Les indications sont très rares. L’allogreffe de l’appareil extenseur du genou, système essentiel à l’extension active du genou, et donc à la marche, est un peu l’intervention de la dernière chance pour des patients qui se déplacent avec de grandes difficultés, du fait d’un genou très instable.

"Cette intervention est indiquée chez des personnes, souvent âgées (70 à 90 ans), qui ont été opérées à de multiples reprises du genou, sont porteuses de prothèse, parfois même ont dû en changer. Liée à toutes ces interventions, la rotule ou patella (os faisant partie de l’articulation du genou, N.D.L.R.) est fragilisée, le tendon rotulien se rompt, se rétracte, il n’est plus fonctionnel. Ces complications sont heureusement très rares, mais génèrent une véritable impotence…", résume le Dr Didier D’Hondt, chirurgien orthopédiste au sein de l’IMSA (Institut méditerranéen du sport et de l’arthrose).

C’était dans cette situation que se trouvait Odette, dont le prénom a été modifiée, une Azuréenne de 80 ans qu’il opérait il y a quelques jours. Porteuse d’une prothèse du genou, elle présentait une destruction de son tendon rotulien.

8 semaines de cicatrisation

 

"La réparation tendineuse est peu efficace dans ce type de situation; il n’y a dès lors pas vraiment d’alternative à l’allogreffe de l’appareil extenseur, (prélevé sur cadavre)". La technique va donc consister à reconstruire, grâce à ce greffon, tout l’appareil extenseur du genou en fixant l’insertion du tendon rotulien de l’allogreffe sur le tibia, en repositionnant la rotule de l’allogreffe au centre du genou du patient et en suturant le tendon quadricipital de l’allogreffe au tendon quadricipital restant du patient (lire encadré).

"Le temps de cicatrisation est d’environ 8 semaines, pendant lesquelles la personne doit porter des attelles. Mais, au bout de cette période, soit dès que la consolidation du tendon rotulien et du tendon quadricipital est obtenue, la fonction du genou est de nouveau normale. Et l’extension active du genou rétablie. Des séances de rééducation sont néanmoins nécessaires pour rétablir la motricité et le tonus du quadriceps."

Pas de risque de rejet

Concernant le risque de rejet, il serait très faible, voire nul. "Le greffon, provenant de la banque d’organes à Marseille est congelé en vapeur d’azote (-140°/-180°). Le froid détruit en effet les cellules, ne laissant que l’architecture du tendon intacte; aucun traitement n’est d’ailleurs nécessaire pour supporter la greffe", indique le Dr D’Hondt.
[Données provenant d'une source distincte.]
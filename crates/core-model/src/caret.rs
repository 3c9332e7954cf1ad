//! Offset to caret rectangle resolution.
//!
//! The caret at `offset` sits on an edge of one of two clusters: the one
//! ending at `offset` (upstream) or the one starting there (downstream).
//! Which edge depends on the direction of that cluster's run:
//!
//! | side       | LTR cluster | RTL cluster |
//! |------------|-------------|-------------|
//! | upstream   | right edge  | left edge   |
//! | downstream | left edge   | right edge  |
//!
//! Inside a single-direction line both sides coincide; they differ at bidi
//! boundaries and soft wraps, which is what `Affinity` disambiguates. A hard
//! break never serves as the upstream cluster, so the caret after `\n` always
//! renders at the start of the following line.
//!
//! Empty content does not consult glyph metrics; the caret is anchored by
//! text alignment and paragraph direction.

use crate::{Affinity, LineMetrics, Rect, TextAlign, TextDirection, TextLayout};
use core_text::{Direction, EditError, EditResult, cluster_len};
use tracing::debug;

#[derive(Debug, Clone)]
pub struct CaretGeometryResolver {
    caret_width: f32,
    align: TextAlign,
    // Last successfully resolved rect, used when layout degenerates.
    proto: Option<Rect>,
}

impl Default for CaretGeometryResolver {
    fn default() -> Self {
        Self::new(2.0, TextAlign::Start)
    }
}

fn usable(height: f32) -> bool {
    height.is_finite() && height > 0.0
}

fn edge(m: &LineMetrics, affinity: Affinity) -> f32 {
    match (affinity, m.direction) {
        (Affinity::Upstream, TextDirection::Ltr) | (Affinity::Downstream, TextDirection::Rtl) => {
            m.rect.right()
        }
        _ => m.rect.x,
    }
}

impl CaretGeometryResolver {
    pub fn new(caret_width: f32, align: TextAlign) -> Self {
        Self {
            caret_width,
            align,
            proto: None,
        }
    }

    pub fn caret_width(&self) -> f32 {
        self.caret_width
    }

    pub fn set_align(&mut self, align: TextAlign) {
        self.align = align;
    }

    pub fn proto(&self) -> Option<Rect> {
        self.proto
    }

    /// Caret rect for empty content.
    pub fn anchor<L: TextLayout + ?Sized>(&self, layout: &L) -> EditResult<Rect> {
        let height = layout.default_line_height();
        if !usable(height) {
            return Err(EditError::DegenerateLayout);
        }
        let right = (layout.width() - self.caret_width).max(0.0);
        let x = match (self.align, layout.paragraph_direction()) {
            (TextAlign::Start, TextDirection::Ltr) | (TextAlign::End, TextDirection::Rtl) => 0.0,
            (TextAlign::Start, TextDirection::Rtl) | (TextAlign::End, TextDirection::Ltr) => right,
            (TextAlign::Center | TextAlign::Justify, _) => right / 2.0,
        };
        Ok(Rect::new(x, 0.0, 0.0, height))
    }

    /// Resolve the caret rect at `offset` within `units`.
    pub fn resolve<L: TextLayout + ?Sized>(
        &self,
        layout: &L,
        units: &[u16],
        offset: usize,
        affinity: Affinity,
    ) -> EditResult<Rect> {
        if offset > units.len() {
            return Err(EditError::invalid_range(offset, offset, units.len()));
        }
        if units.is_empty() {
            return self.anchor(layout);
        }
        let after = layout.line_metrics(offset);
        let before = match cluster_len(units, offset, Direction::Backward) {
            0 => None,
            _ if matches!(char::from_u32(u32::from(units[offset - 1])), Some('\n' | '\r')) => None,
            n => layout.line_metrics(offset - n),
        };
        let (metrics, side) = match (before, after, affinity) {
            (Some(b), _, Affinity::Upstream) | (Some(b), None, _) => (b, Affinity::Upstream),
            (_, Some(a), _) => (a, Affinity::Downstream),
            (None, None, _) => return Err(EditError::DegenerateLayout),
        };
        if !usable(metrics.line_height) {
            debug!(target: "model.caret", offset, height = metrics.line_height, "degenerate_line");
            return Err(EditError::DegenerateLayout);
        }
        let max_x = (layout.width() - self.caret_width).max(0.0);
        let x = edge(&metrics, side).clamp(0.0, max_x);
        Ok(Rect::new(x, metrics.rect.y, self.caret_width, metrics.line_height))
    }

    /// Like [`resolve`](Self::resolve) but never fails: degenerate layouts fall
    /// back to the last good rect (or a zero rect before any succeeded).
    pub fn resolve_or_cached<L: TextLayout + ?Sized>(
        &mut self,
        layout: &L,
        units: &[u16],
        offset: usize,
        affinity: Affinity,
    ) -> Rect {
        match self.resolve(layout, units, offset, affinity) {
            Ok(rect) => {
                self.proto = Some(rect);
                rect
            }
            Err(err) => {
                debug!(target: "model.caret", offset, code = err.code(), "fallback_proto");
                self.proto.unwrap_or_default()
            }
        }
    }

    /// Caret placement for a click at `click_x` that hit-tested to `offset`:
    /// the candidate whose x is closer to the click wins, ties go upstream.
    pub fn resolve_for_click<L: TextLayout + ?Sized>(
        &self,
        layout: &L,
        units: &[u16],
        offset: usize,
        click_x: f32,
    ) -> EditResult<(Rect, Affinity)> {
        let down = self.resolve(layout, units, offset, Affinity::Downstream)?;
        let up = match self.resolve(layout, units, offset, Affinity::Upstream) {
            Ok(r) => r,
            Err(_) => return Ok((down, Affinity::Downstream)),
        };
        if (up.x - click_x).abs() <= (down.x - click_x).abs() {
            Ok((up, Affinity::Upstream))
        } else {
            Ok((down, Affinity::Downstream))
        }
    }
}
Si ce type d’intervention reste très peu pratiqué, et requiert une certaine expertise, ses succès pourraient conduire à un élargissement de ses indications. "Avec le vieillissement de la population, il devient plus fréquent de réopérer des patients porteurs de prothèse du genou (les prothèses de genou ont une durée de vie moyenne de 20 ans, N.D.L.R.). Les ruptures chroniques de l’appareil extenseur, complications autrefois très rares, deviennent plus fréquentes." Et surtout, il y a quelques années encore, personne ou presque n’avait l’idée de proposer à des nonagénaires voire des octogénaires, une greffe pour leur permettre de recouvrer une autonomie. "On abandonnait les patients âgés à leur sort. Aujourd’hui on n’abandonne plus personne."